**Data for the task**:
= = = = =

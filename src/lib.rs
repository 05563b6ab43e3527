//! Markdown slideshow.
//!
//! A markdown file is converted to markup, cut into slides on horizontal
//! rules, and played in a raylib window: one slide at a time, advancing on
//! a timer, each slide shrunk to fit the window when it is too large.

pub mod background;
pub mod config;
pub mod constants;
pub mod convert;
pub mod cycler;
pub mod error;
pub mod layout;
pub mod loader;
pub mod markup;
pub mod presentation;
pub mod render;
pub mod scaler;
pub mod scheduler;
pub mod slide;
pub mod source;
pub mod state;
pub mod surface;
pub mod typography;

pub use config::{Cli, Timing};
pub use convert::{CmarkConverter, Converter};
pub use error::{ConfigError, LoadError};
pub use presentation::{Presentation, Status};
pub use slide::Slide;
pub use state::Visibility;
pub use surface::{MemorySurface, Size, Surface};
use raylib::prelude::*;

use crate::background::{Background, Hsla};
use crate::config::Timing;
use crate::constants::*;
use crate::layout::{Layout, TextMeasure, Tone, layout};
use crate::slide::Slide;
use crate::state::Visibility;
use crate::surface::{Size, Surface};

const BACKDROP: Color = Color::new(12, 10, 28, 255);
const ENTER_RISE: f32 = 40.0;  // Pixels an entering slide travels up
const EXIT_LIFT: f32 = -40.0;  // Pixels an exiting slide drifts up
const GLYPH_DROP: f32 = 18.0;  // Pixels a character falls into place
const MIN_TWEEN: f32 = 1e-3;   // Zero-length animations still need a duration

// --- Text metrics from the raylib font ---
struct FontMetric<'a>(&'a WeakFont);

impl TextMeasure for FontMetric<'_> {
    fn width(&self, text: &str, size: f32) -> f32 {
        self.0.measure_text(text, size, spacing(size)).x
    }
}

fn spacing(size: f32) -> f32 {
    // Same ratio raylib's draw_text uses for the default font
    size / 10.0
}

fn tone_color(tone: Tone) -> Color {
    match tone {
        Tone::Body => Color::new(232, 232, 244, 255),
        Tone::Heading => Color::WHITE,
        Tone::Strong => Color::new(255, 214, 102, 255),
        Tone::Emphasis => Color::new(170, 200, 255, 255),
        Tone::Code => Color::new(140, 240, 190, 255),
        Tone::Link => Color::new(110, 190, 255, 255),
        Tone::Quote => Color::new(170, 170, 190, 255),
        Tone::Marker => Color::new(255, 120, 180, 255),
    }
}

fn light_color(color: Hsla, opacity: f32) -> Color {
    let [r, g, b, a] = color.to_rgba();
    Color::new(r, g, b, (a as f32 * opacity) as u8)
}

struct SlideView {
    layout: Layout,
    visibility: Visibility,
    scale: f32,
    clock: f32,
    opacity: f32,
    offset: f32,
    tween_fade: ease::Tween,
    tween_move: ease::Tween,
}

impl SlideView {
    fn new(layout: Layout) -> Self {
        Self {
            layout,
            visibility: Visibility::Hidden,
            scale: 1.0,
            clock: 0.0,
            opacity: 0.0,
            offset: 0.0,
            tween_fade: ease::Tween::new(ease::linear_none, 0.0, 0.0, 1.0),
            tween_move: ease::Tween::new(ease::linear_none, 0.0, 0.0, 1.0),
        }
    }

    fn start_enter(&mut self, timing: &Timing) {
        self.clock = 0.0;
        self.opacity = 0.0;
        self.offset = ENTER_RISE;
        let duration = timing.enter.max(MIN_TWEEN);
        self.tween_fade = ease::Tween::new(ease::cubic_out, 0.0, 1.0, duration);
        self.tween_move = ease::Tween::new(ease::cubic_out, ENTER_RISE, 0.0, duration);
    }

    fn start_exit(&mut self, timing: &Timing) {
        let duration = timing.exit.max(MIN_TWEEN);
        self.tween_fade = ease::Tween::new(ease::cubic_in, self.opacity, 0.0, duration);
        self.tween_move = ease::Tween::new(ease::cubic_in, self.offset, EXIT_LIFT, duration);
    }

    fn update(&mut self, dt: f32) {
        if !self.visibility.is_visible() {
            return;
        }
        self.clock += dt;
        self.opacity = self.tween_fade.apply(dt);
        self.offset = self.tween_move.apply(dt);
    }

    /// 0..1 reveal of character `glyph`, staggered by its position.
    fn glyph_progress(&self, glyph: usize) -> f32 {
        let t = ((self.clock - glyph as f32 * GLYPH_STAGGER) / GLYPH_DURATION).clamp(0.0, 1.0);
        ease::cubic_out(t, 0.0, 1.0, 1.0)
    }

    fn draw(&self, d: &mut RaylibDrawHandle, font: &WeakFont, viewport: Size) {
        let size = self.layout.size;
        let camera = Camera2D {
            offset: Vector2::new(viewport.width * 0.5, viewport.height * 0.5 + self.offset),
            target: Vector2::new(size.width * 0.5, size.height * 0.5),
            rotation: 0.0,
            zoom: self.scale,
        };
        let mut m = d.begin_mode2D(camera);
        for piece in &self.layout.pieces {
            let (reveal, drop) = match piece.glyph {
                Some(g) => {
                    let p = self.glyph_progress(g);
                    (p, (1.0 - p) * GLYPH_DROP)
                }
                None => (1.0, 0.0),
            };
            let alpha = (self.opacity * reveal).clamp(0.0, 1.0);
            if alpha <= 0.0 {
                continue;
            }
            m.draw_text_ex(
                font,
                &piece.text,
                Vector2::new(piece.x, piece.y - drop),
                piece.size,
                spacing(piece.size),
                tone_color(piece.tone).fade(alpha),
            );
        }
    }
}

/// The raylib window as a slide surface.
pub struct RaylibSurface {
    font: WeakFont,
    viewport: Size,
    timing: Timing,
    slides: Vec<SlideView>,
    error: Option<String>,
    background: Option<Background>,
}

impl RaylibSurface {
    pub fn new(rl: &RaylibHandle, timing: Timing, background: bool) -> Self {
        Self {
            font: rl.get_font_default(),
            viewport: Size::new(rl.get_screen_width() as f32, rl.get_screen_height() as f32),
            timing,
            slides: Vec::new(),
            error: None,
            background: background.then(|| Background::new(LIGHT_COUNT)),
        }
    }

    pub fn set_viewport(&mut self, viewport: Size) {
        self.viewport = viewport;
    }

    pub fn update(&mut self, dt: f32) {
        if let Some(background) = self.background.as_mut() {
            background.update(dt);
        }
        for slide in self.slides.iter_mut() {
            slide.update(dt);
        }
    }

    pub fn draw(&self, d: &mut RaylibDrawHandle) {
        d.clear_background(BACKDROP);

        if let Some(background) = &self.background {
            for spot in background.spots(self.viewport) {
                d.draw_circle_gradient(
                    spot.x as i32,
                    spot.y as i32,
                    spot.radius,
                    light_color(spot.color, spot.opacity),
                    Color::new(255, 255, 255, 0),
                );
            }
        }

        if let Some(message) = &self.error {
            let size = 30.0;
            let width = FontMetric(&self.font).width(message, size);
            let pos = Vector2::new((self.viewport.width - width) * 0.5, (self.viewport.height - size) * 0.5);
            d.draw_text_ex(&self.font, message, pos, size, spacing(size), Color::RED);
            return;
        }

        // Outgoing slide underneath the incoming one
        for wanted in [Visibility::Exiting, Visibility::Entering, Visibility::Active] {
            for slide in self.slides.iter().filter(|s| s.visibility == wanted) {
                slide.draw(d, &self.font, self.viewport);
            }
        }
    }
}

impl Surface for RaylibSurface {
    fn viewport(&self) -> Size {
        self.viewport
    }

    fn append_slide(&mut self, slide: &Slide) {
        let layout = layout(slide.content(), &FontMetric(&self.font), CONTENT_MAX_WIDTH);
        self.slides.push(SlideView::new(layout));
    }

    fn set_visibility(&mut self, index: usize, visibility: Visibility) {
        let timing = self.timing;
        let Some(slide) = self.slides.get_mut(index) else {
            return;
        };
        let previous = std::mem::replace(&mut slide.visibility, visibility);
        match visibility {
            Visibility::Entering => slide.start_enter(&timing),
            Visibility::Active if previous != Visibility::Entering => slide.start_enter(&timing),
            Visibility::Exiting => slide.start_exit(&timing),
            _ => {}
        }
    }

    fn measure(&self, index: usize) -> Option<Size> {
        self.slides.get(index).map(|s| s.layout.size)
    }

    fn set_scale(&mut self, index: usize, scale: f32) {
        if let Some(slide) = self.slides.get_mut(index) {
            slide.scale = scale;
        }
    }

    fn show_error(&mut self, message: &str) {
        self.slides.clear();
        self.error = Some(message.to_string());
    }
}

= = = = =

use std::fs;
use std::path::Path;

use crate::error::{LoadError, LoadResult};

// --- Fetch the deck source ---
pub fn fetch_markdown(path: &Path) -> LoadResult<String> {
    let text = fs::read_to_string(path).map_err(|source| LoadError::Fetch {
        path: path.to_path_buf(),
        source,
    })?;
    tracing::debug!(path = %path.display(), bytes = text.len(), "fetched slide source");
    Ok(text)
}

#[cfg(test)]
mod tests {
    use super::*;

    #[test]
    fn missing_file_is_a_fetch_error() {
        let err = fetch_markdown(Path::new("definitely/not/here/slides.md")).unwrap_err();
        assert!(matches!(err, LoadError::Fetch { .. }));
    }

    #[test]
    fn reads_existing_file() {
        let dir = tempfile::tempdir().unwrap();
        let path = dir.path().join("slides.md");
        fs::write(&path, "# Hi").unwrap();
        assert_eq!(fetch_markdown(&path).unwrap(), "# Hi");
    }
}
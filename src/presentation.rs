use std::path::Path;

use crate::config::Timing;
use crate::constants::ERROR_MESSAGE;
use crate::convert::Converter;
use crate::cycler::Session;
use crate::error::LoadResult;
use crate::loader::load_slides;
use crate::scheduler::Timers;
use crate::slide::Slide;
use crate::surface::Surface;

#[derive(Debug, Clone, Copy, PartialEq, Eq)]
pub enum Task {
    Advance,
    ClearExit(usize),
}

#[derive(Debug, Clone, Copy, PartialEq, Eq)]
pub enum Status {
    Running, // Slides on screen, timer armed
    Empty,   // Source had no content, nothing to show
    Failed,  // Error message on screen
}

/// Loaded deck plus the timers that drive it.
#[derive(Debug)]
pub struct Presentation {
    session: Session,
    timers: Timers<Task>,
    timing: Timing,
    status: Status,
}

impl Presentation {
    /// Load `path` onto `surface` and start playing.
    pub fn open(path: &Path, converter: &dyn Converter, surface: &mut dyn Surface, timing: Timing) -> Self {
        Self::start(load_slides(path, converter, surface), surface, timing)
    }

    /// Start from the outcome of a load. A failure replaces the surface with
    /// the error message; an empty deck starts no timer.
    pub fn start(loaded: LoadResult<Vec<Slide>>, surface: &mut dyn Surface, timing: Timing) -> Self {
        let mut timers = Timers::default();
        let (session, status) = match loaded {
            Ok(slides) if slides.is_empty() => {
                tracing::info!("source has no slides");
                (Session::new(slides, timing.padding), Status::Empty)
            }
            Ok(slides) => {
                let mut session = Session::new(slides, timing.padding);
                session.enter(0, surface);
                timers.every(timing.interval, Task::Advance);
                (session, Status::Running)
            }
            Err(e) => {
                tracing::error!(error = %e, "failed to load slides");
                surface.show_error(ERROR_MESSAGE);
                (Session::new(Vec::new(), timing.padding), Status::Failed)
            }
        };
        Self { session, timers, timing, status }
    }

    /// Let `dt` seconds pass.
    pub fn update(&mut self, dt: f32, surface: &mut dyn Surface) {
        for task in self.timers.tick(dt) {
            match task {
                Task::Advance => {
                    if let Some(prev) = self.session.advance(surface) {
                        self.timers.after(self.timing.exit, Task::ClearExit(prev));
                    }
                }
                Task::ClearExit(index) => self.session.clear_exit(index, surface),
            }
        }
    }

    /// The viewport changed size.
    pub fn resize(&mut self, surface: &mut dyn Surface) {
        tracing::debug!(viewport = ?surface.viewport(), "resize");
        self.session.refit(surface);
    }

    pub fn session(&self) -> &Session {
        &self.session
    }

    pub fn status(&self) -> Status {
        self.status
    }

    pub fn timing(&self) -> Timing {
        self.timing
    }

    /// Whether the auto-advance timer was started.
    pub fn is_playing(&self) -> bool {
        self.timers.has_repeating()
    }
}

= = = = =

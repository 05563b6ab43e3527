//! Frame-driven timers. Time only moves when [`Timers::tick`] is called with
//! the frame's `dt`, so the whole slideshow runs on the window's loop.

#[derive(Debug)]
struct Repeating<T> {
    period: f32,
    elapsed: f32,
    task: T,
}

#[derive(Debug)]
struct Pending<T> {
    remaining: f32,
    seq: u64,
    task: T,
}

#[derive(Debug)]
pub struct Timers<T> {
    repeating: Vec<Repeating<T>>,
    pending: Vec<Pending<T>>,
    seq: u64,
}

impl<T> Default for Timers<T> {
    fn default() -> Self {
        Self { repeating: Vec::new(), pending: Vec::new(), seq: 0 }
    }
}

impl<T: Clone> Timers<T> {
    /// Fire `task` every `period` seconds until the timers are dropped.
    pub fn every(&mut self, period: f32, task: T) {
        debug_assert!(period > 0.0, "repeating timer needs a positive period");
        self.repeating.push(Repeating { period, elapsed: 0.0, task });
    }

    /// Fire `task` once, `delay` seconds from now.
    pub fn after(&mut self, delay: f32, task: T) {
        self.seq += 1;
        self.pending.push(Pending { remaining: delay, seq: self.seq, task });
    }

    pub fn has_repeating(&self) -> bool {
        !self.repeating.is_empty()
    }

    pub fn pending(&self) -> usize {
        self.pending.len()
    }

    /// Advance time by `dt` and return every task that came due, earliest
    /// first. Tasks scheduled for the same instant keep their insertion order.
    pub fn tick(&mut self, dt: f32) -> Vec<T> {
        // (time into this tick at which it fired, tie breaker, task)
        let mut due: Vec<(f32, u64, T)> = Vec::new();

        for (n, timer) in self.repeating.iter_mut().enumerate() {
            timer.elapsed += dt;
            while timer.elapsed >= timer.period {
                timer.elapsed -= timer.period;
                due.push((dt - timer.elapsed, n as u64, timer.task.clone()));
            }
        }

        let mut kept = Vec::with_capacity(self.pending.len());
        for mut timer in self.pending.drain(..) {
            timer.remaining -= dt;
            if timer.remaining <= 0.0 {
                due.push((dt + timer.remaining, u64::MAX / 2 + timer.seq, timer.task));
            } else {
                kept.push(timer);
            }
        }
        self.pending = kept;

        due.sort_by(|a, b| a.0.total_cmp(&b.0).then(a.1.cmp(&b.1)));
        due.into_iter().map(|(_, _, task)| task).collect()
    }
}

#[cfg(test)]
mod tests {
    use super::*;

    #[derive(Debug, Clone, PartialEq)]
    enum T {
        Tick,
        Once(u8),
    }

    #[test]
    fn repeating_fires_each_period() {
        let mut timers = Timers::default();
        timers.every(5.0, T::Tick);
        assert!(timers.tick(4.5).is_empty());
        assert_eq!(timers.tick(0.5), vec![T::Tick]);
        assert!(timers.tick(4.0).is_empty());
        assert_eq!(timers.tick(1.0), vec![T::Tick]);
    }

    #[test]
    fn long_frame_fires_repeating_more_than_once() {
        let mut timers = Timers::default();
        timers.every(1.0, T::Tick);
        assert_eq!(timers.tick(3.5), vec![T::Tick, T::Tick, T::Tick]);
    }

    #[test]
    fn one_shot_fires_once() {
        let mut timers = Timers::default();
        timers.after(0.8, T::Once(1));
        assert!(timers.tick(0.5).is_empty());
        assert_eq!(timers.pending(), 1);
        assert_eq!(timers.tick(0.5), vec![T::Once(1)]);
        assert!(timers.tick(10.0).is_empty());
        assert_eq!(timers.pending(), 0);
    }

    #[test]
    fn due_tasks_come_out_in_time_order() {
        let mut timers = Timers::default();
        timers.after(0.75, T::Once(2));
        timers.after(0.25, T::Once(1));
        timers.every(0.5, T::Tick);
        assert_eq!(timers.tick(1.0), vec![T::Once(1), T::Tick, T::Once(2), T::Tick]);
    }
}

= = = = =

**Your instructions**:
Pull every line with the string "usize" from the data above.

**Result of this exercise**:
    fn glyph_progress(&self, glyph: usize) -> f32 {
    fn set_visibility(&mut self, index: usize, visibility: Visibility) {
    fn measure(&self, index: usize) -> Option<Size> {
    fn set_scale(&mut self, index: usize, scale: f32) {
    ClearExit(usize),
    pub fn pending(&self) -> usize {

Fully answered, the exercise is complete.